These documentary films were selected by the Moviepiq editorial team for a rainy night in. Popularity and critic scores don't factor in here. Emotional fit does.
The best documentary movies alone on a rainy night from the 80s and 90s with a shocking twist ending. Includes Baraka, Paris Is Burning, Koyaanisqatsi and mo...
There's a particular kind of film for a rainy night alone - absorbing enough to pull you fully in, good enough that you don't check your phone once.
Go back far enough and you find films that had no idea they'd become classics. The 80s and 90s produced more of them than any other era.

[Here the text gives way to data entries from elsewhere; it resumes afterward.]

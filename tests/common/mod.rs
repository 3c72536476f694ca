//! Stub collaborators shared by the integration tests
#![allow(dead_code)]

use async_trait::async_trait;
use marketscout::llm::ChatModel;
use marketscout::search::DocumentSearch;
use marketscout::types::{ChatMessage, Document};
use marketscout::{Pipeline, PipelineConfig, ServiceError};
use std::collections::HashSet;
use std::sync::atomic::{AtomicUsize, Ordering};
use std::sync::{Arc, Mutex};

/// Chat stub answering by the kind of request it receives
pub struct StubChat {
    pub industry_reply: Mutex<String>,
    pub relevant_titles: HashSet<String>,
    pub report_text: Option<String>,
    pub classification_calls: AtomicUsize,
    pub generation_calls: AtomicUsize,
    pub generation_requests: Mutex<Vec<Vec<ChatMessage>>>,
    pub relevance_calls: AtomicUsize,
    /// 1-based relevance call that fails with HTTP 502; 0 never fails
    pub relevance_fail_at: AtomicUsize,
}

impl StubChat {
    pub fn new(industry_reply: &str, relevant_titles: &[&str], report_text: Option<&str>) -> Arc<Self> {
        Arc::new(StubChat {
            industry_reply: Mutex::new(industry_reply.to_string()),
            relevant_titles: relevant_titles.iter().map(|t| t.to_string()).collect(),
            report_text: report_text.map(str::to_string),
            classification_calls: AtomicUsize::new(0),
            generation_calls: AtomicUsize::new(0),
            generation_requests: Mutex::new(Vec::new()),
            relevance_calls: AtomicUsize::new(0),
            relevance_fail_at: AtomicUsize::new(0),
        })
    }

    pub fn fail_relevance_call(&self, n: usize) {
        self.relevance_fail_at.store(n, Ordering::SeqCst);
    }

    pub fn set_industry_reply(&self, reply: &str) {
        *self.industry_reply.lock().unwrap() = reply.to_string();
    }

    pub fn classification_calls(&self) -> usize {
        self.classification_calls.load(Ordering::SeqCst)
    }

    pub fn generation_calls(&self) -> usize {
        self.generation_calls.load(Ordering::SeqCst)
    }
}

/// Title quoted in a relevance prompt
fn quoted_title(prompt: &str) -> Option<&str> {
    let start = prompt.find("titled '")? + "titled '".len();
    let end = prompt[start..].find("' relevant")? + start;
    Some(&prompt[start..end])
}

#[async_trait]
impl ChatModel for StubChat {
    async fn complete(&self, messages: &[ChatMessage]) -> Result<String, ServiceError> {
        let system = &messages[0].content;
        let user = &messages[messages.len() - 1].content;

        if system.contains("validation assistant") {
            self.classification_calls.fetch_add(1, Ordering::SeqCst);
            return Ok(self.industry_reply.lock().unwrap().clone());
        }

        if system.contains("relevance checker") {
            self.classification_calls.fetch_add(1, Ordering::SeqCst);
            let n = self.relevance_calls.fetch_add(1, Ordering::SeqCst) + 1;
            if n == self.relevance_fail_at.load(Ordering::SeqCst) {
                return Err(ServiceError::Status {
                    code: 502,
                    body: "bad gateway".to_string(),
                });
            }
            let relevant = quoted_title(user).is_some_and(|t| self.relevant_titles.contains(t));
            return Ok(if relevant { "YES" } else { "NO" }.to_string());
        }

        self.generation_calls.fetch_add(1, Ordering::SeqCst);
        self.generation_requests.lock().unwrap().push(messages.to_vec());
        self.report_text.clone().ok_or(ServiceError::Status {
            code: 503,
            body: "generation unavailable".to_string(),
        })
    }

    fn model(&self) -> &str {
        "stub-chat"
    }
}

/// Search stub returning a fixed candidate pool
pub struct StubSearch {
    pub documents: Vec<Document>,
    pub fail: bool,
    pub calls: AtomicUsize,
    pub requests: Mutex<Vec<(String, usize, usize)>>,
}

impl StubSearch {
    pub fn new(documents: Vec<Document>) -> Arc<Self> {
        Arc::new(StubSearch {
            documents,
            fail: false,
            calls: AtomicUsize::new(0),
            requests: Mutex::new(Vec::new()),
        })
    }

    pub fn failing() -> Arc<Self> {
        Arc::new(StubSearch {
            documents: Vec::new(),
            fail: true,
            calls: AtomicUsize::new(0),
            requests: Mutex::new(Vec::new()),
        })
    }

    pub fn calls(&self) -> usize {
        self.calls.load(Ordering::SeqCst)
    }
}

#[async_trait]
impl DocumentSearch for StubSearch {
    async fn search(
        &self,
        query: &str,
        top_k: usize,
        max_chars: usize,
    ) -> Result<Vec<Document>, ServiceError> {
        self.calls.fetch_add(1, Ordering::SeqCst);
        self.requests
            .lock()
            .unwrap()
            .push((query.to_string(), top_k, max_chars));
        if self.fail {
            return Err(ServiceError::Status {
                code: 500,
                body: "search backend down".to_string(),
            });
        }
        Ok(self.documents.iter().take(top_k).cloned().collect())
    }
}

/// Ten candidate pages titled `Page 0` .. `Page 9`
pub fn candidate_pool() -> Vec<Document> {
    (0..10)
        .map(|i| {
            Document::new(
                format!("Page {}", i),
                format!("Content of page {}.", i),
                format!("https://en.wikipedia.org/wiki/Page_{}", i),
            )
        })
        .collect()
}

pub fn pipeline(chat: &Arc<StubChat>, search: &Arc<StubSearch>) -> Pipeline {
    Pipeline::new(
        Some(chat.clone() as Arc<dyn ChatModel>),
        search.clone() as Arc<dyn DocumentSearch>,
        PipelineConfig::default(),
    )
    .unwrap()
}

pub fn words(n: usize) -> String {
    vec!["word"; n].join(" ")
}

Documentaries work when they trust their subjects. The best ones get out of the way and let reality speak.
A paralysingly beautiful documentary with a global vision-an odyssey through landscape and time-that attempts to capture the essence of life.
Where does voguing come from, and what, exactly, is throwing shade? This landmark documentary provides a vibrant snapshot of the 1980s through the eyes of New York City's African American and Latinx Harlem drag-ball scene. Made over seven years, PARIS IS BURNING offers an intimate portrait of rival fashion "houses," from fierce contests for trophies to house mothers offering sustenance in a world rampant with homophobia, transphobia, racism, AIDS, and poverty. Featuring legendary voguers, drag queens, and trans women - including Willi Ninja, Pepper LaBeija, Dorian Corey, and Venus Xtravaganza.
Takes us to locations all around the US and shows us the heavy toll that modern technology is having on humans and the earth. The visual tone poem contains neither dialogue nor a vocalized narration: its tone is set by the juxtaposition of images and the exceptional music by Philip Glass.
The twist endings that hold up aren't tricks - they're revelations. Everything was there. You just didn't see it yet.
A great documentary is one you find yourself thinking about weeks later. These qualify.